Ce mois de mai 2026 est marqué par une forte vague de chaleur qui touche plusieurs régions de France. Ce mercredi, treize départements ont été placés en vigilance orange canicule. Selon les propos de Caroline Semaille, Directrice générale de Santé publique France, l’Ouest du pays enregistre une augmentation des passages aux urgences pour déshydratation. Ce phénomène soulève des préoccupations, notamment pour les personnes les plus vulnérables.
EN BREF
- La canicule entraîne une vigilance accrue face aux risques de déshydratation.
- Certains médicaments courants peuvent aggraver la déshydratation.
- Les personnes âgées et les malades chroniques sont particulièrement à risque.
La déshydratation est un risque majeur lors des périodes de chaleur intense, touchant particulièrement les personnes âgées, les nourrissons et ceux souffrant de maladies chroniques. Les traitements médicaux qu’ils suivent peuvent également exacerber ce risque, rendant une vigilance accrue de la part de l’entourage essentielle.
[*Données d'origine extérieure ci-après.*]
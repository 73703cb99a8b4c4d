//! Error Boundaries
//!
//! `safe_effect` and `safe_watch` wrap a body so that its errors never reach
//! the write that triggered it. Each failed attempt is reported to
//! `on_error` with an [`ErrorContext`]; the boundary then either retries or,
//! once retries are exhausted, calls `fallback` exactly once.
//!
//! # Retries
//!
//! Attempts are numbered from 1. An attempt is retried when the boundary
//! allows retries and `attempt < max_retries`.
//!
//! - With a zero delay the retry happens immediately, inside the same run.
//!   For an effect, keys read by every attempt are tracked.
//! - With a non-zero delay the retry is a timer task queued on the runtime's
//!   local task set (see [`Runtime::run_until`]), and the body is re-invoked
//!   untracked. A delayed retry is dropped if the computation re-ran or was
//!   disposed in the meantime. Outside a tokio runtime the retry happens
//!   immediately instead.
//!
//! `Error::CascadeOverflow` is never caught: it propagates like it would
//! from an unguarded body.

use std::cell::Cell;
use std::fmt;
use std::rc::Rc;
use std::time::{Duration, SystemTime};

use tracing::{debug, warn};

use super::effect::{Effect, EffectOptions};
use super::runtime::Runtime;
use super::store::Store;
use super::subscriber::Disposer;
use super::value::Value;
use super::watch::{watch_source, WatchSource};
use crate::config::BoundaryConfig;
use crate::error::{Error, Result};

/// Called for every failed attempt.
pub type ErrorHandler = Rc<dyn Fn(&Error, &ErrorContext)>;

/// Called once when retries are exhausted, with the last error and context.
pub type Fallback = Rc<dyn Fn(&Error, &ErrorContext)>;

#[derive(Debug, Clone, Copy, PartialEq, Eq)]
pub enum BoundaryKind {
    Effect,
    Watch,
}

impl fmt::Display for BoundaryKind {
    fn fmt(&self, f: &mut fmt::Formatter<'_>) -> fmt::Result {
        match self {
            Self::Effect => f.write_str("effect"),
            Self::Watch => f.write_str("watch"),
        }
    }
}

/// Details of one failed attempt.
#[derive(Debug, Clone, PartialEq)]
pub struct ErrorContext {
    pub kind: BoundaryKind,
    /// The watched key, for key watchers.
    pub key: Option<String>,
    /// When the guarded computation was created.
    pub created: SystemTime,
    /// 1-based number of the attempt that failed.
    pub attempt: u32,
    pub max_retries: u32,
    /// Whether another attempt follows this one.
    pub will_retry: bool,
}

/// Retry and fallback policy for a guarded computation.
///
/// ```rust
/// use trellis_core::ErrorBoundary;
///
/// let boundary = ErrorBoundary::new()
///     .max_retries(2)
///     .on_error(|error, context| eprintln!("attempt {} failed: {error}", context.attempt))
///     .fallback(|_, _| eprintln!("giving up"));
/// assert_eq!(boundary.max_retries_value(), 2);
/// ```
#[derive(Clone)]
pub struct ErrorBoundary {
    on_error: Option<ErrorHandler>,
    fallback: Option<Fallback>,
    retry: bool,
    max_retries: u32,
    retry_delay: Duration,
}

impl ErrorBoundary {
    /// A boundary with the default policy and no handlers.
    pub fn new() -> Self {
        Self::from_config(&BoundaryConfig::default())
    }

    pub fn from_config(config: &BoundaryConfig) -> Self {
        Self {
            on_error: None,
            fallback: None,
            retry: config.retry,
            max_retries: config.max_retries,
            retry_delay: config.retry_delay(),
        }
    }

    pub fn on_error(mut self, handler: impl Fn(&Error, &ErrorContext) + 'static) -> Self {
        self.on_error = Some(Rc::new(handler));
        self
    }

    pub fn fallback(mut self, fallback: impl Fn(&Error, &ErrorContext) + 'static) -> Self {
        self.fallback = Some(Rc::new(fallback));
        self
    }

    pub fn retry(mut self, retry: bool) -> Self {
        self.retry = retry;
        self
    }

    pub fn max_retries(mut self, max_retries: u32) -> Self {
        self.max_retries = max_retries;
        self
    }

    pub fn retry_delay(mut self, delay: Duration) -> Self {
        self.retry_delay = delay;
        self
    }

    pub fn max_retries_value(&self) -> u32 {
        self.max_retries
    }

    fn will_retry(&self, attempt: u32) -> bool {
        self.retry && attempt < self.max_retries
    }
}

impl Default for ErrorBoundary {
    fn default() -> Self {
        Self::new()
    }
}

impl fmt::Debug for ErrorBoundary {
    fn fmt(&self, f: &mut fmt::Formatter<'_>) -> fmt::Result {
        f.debug_struct("ErrorBoundary")
            .field("retry", &self.retry)
            .field("max_retries", &self.max_retries)
            .field("retry_delay", &self.retry_delay)
            .field("on_error", &self.on_error.is_some())
            .field("fallback", &self.fallback.is_some())
            .finish()
    }
}

/// Options for [`safe_effect`] and [`safe_watch`].
#[derive(Debug, Clone, Default)]
pub struct SafeOptions {
    /// `None` uses the runtime's `BoundaryConfig` with no handlers.
    pub error_boundary: Option<ErrorBoundary>,
}

impl SafeOptions {
    fn resolve(self, runtime: &Runtime) -> ErrorBoundary {
        self.error_boundary
            .unwrap_or_else(|| ErrorBoundary::from_config(&runtime.config().boundary))
    }
}

impl From<ErrorBoundary> for SafeOptions {
    fn from(boundary: ErrorBoundary) -> Self {
        Self {
            error_boundary: Some(boundary),
        }
    }
}

type Body = Rc<dyn Fn() -> Result<()>>;

/// Attempt loop shared by every run of one guarded computation.
struct GuardedRun {
    boundary: ErrorBoundary,
    kind: BoundaryKind,
    key: Option<String>,
    created: SystemTime,
    runtime: Runtime,
    alive: Rc<Cell<bool>>,
    generation: Cell<u64>,
}

impl GuardedRun {
    fn new(
        boundary: ErrorBoundary,
        kind: BoundaryKind,
        key: Option<String>,
        runtime: &Runtime,
    ) -> Rc<Self> {
        Rc::new(Self {
            boundary,
            kind,
            key,
            created: SystemTime::now(),
            runtime: runtime.clone(),
            alive: Rc::new(Cell::new(true)),
            generation: Cell::new(0),
        })
    }

    /// Start a fresh run, dropping any delayed retry of the previous one.
    fn run(self: &Rc<Self>, body: Body) -> Result<()> {
        self.generation.set(self.generation.get() + 1);
        self.attempt_from(body, 1)
    }

    fn attempt_from(self: &Rc<Self>, body: Body, first: u32) -> Result<()> {
        let mut attempt = first;
        loop {
            let error = match body() {
                Ok(()) => return Ok(()),
                Err(error) if error.is_fatal() => return Err(error),
                Err(error) => error,
            };

            let context = self.report(&error, attempt);
            if !context.will_retry {
                if let Some(fallback) = &self.boundary.fallback {
                    fallback(&error, &context);
                }
                return Ok(());
            }

            attempt += 1;
            if self.boundary.retry_delay.is_zero() {
                continue;
            }
            if tokio::runtime::Handle::try_current().is_ok() {
                self.schedule(body, attempt);
                return Ok(());
            }
            warn!(
                kind = %self.kind,
                delay = ?self.boundary.retry_delay,
                "no tokio runtime for a delayed retry; retrying immediately"
            );
        }
    }

    fn report(&self, error: &Error, attempt: u32) -> ErrorContext {
        let context = ErrorContext {
            kind: self.kind,
            key: self.key.clone(),
            created: self.created,
            attempt,
            max_retries: self.boundary.max_retries,
            will_retry: self.boundary.will_retry(attempt),
        };
        warn!(
            kind = %self.kind,
            key = self.key.as_deref(),
            attempt,
            will_retry = context.will_retry,
            %error,
            "error boundary caught an error"
        );
        if let Some(on_error) = &self.boundary.on_error {
            on_error(error, &context);
        }
        context
    }

    fn schedule(self: &Rc<Self>, body: Body, attempt: u32) {
        let this = Rc::clone(self);
        let generation = self.generation.get();
        let delay = self.boundary.retry_delay;

        self.runtime.spawn_local(async move {
            tokio::time::sleep(delay).await;
            if !this.alive.get() || this.generation.get() != generation {
                debug!(kind = %this.kind, attempt, "delayed retry dropped");
                return;
            }
            let runtime = this.runtime.clone();
            if let Err(error) = runtime.untracked(|| this.attempt_from(body, attempt)) {
                warn!(kind = %this.kind, %error, "delayed retry failed fatally");
            }
        });
    }

    fn disposer(&self, inner: Disposer) -> Disposer {
        let alive = Rc::clone(&self.alive);
        Disposer::new(move || {
            alive.set(false);
            inner.dispose();
        })
    }
}

impl Runtime {
    /// An effect whose errors are contained by an [`ErrorBoundary`].
    pub fn safe_effect<F>(&self, f: F, options: SafeOptions) -> Result<Disposer>
    where
        F: Fn() -> Result<()> + 'static,
    {
        let guard = GuardedRun::new(options.resolve(self), BoundaryKind::Effect, None, self);
        let body: Body = Rc::new(f);

        let run = {
            let guard = Rc::clone(&guard);
            move || {
                if !guard.alive.get() {
                    return Ok(());
                }
                guard.run(Rc::clone(&body))
            }
        };
        let options = EffectOptions {
            label: Some(String::from("safe_effect")),
            ..EffectOptions::default()
        };
        let effect = Effect::with_options(self, run, options)?;
        Ok(guard.disposer(effect.disposer()))
    }
}

/// An effect on the current thread's runtime whose errors are contained.
pub fn safe_effect<F>(f: F, options: SafeOptions) -> Result<Disposer>
where
    F: Fn() -> Result<()> + 'static,
{
    Runtime::current().safe_effect(f, options)
}

/// A watcher whose callback errors are contained.
///
/// Retries call the callback again with the same `(new, old)` pair.
pub fn safe_watch<F>(
    store: &Store,
    source: impl Into<WatchSource>,
    callback: F,
    options: SafeOptions,
) -> Result<Disposer>
where
    F: Fn(&Value, &Value) -> Result<()> + 'static,
{
    let source = source.into();
    let key = source.key().map(str::to_owned);
    let label = format!("safe_watch:{}", key.as_deref().unwrap_or("<getter>"));
    let guard = GuardedRun::new(
        options.resolve(store.runtime()),
        BoundaryKind::Watch,
        key,
        store.runtime(),
    );
    let callback = Rc::new(callback);

    let on_change = {
        let guard = Rc::clone(&guard);
        move |new: &Value, old: &Value| {
            if !guard.alive.get() {
                return Ok(());
            }
            let callback = Rc::clone(&callback);
            let (new, old) = (new.clone(), old.clone());
            guard.run(Rc::new(move || callback(&new, &old)))
        }
    };
    let watcher = watch_source(store, source, Rc::new(on_change), label)?;
    Ok(guard.disposer(watcher))
}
Les effets des médicaments varient selon leur composition. Certains d’entre eux favorisent la production d’urine, perturbent le fonctionnement rénal, ou altèrent la régulation de la température corporelle. D’autres médicaments peuvent même entraîner une hyperthermie, c’est-à-dire une élévation de la température corporelle, ce qui peut exacerber les effets de la chaleur. Une consultation avec un médecin est recommandée pour les patients sous traitement, en particulier dans le contexte d’une canicule.
Médicaments à surveiller
Parmi les médicaments susceptibles de provoquer des troubles de l’hydratation, on trouve :
- Les diurétiques, qui augmentent la production d’urine.
- Les laxatifs, qui peuvent également perturber l’équilibre hydrique.
- Certains antidiabétiques oraux, comme les glifozines.
- Des antiépileptiques, tels que le topiramate et le zonisamide.
- Les médicaments pour le glaucome, comme l’acétazolamide.
Une liste établie par l’ANSM met en avant d’autres médicaments qui pourraient aggraver les effets de la déshydratation. Cela inclut les anti-inflammatoires non stéroïdiens (AINS), l’aspirine (à des doses supérieures à 500 mg/j), certains antihypertenseurs, ainsi que certains antiviraux comme l’indinavir.
Les neuroleptiques, souvent prescrits pour des troubles psychotiques ou la maladie de Parkinson, ainsi que certains antidépresseurs et médicaments opioïdes, peuvent aussi perturber la régulation de la température corporelle, rendant les patients plus sensibles à la chaleur. Les médicaments anticholinergiques, qui limitent la production de sueur, sont également à surveiller.
Risque de perturbation de la thermorégulation
Le corps humain possède des mécanismes de thermorégulation, dont la transpiration, pour s’adapter aux fortes chaleurs. Cependant, certains traitements médicaux peuvent interférer avec ces mécanismes, provoquant une hausse de la température corporelle. C’est le cas de certains agonistes sérotoninergiques ou encore des hormones thyroïdiennes, notamment si le traitement n’est pas correctement ajusté.
Il est crucial pour les personnes sous traitement de se renseigner auprès de leur médecin en cas de doute, sans toutefois interrompre leur traitement sans avis médical. La vigilance est de mise, surtout en période de canicule, où la déshydratation peut avoir des conséquences graves.
En somme, la canicule de mai 2026 met en lumière l’importance d’une bonne gestion des traitements médicaux pour éviter les risques de déshydratation. Une attention particulière doit être portée aux populations les plus exposées, afin de prévenir les complications liées à la chaleur.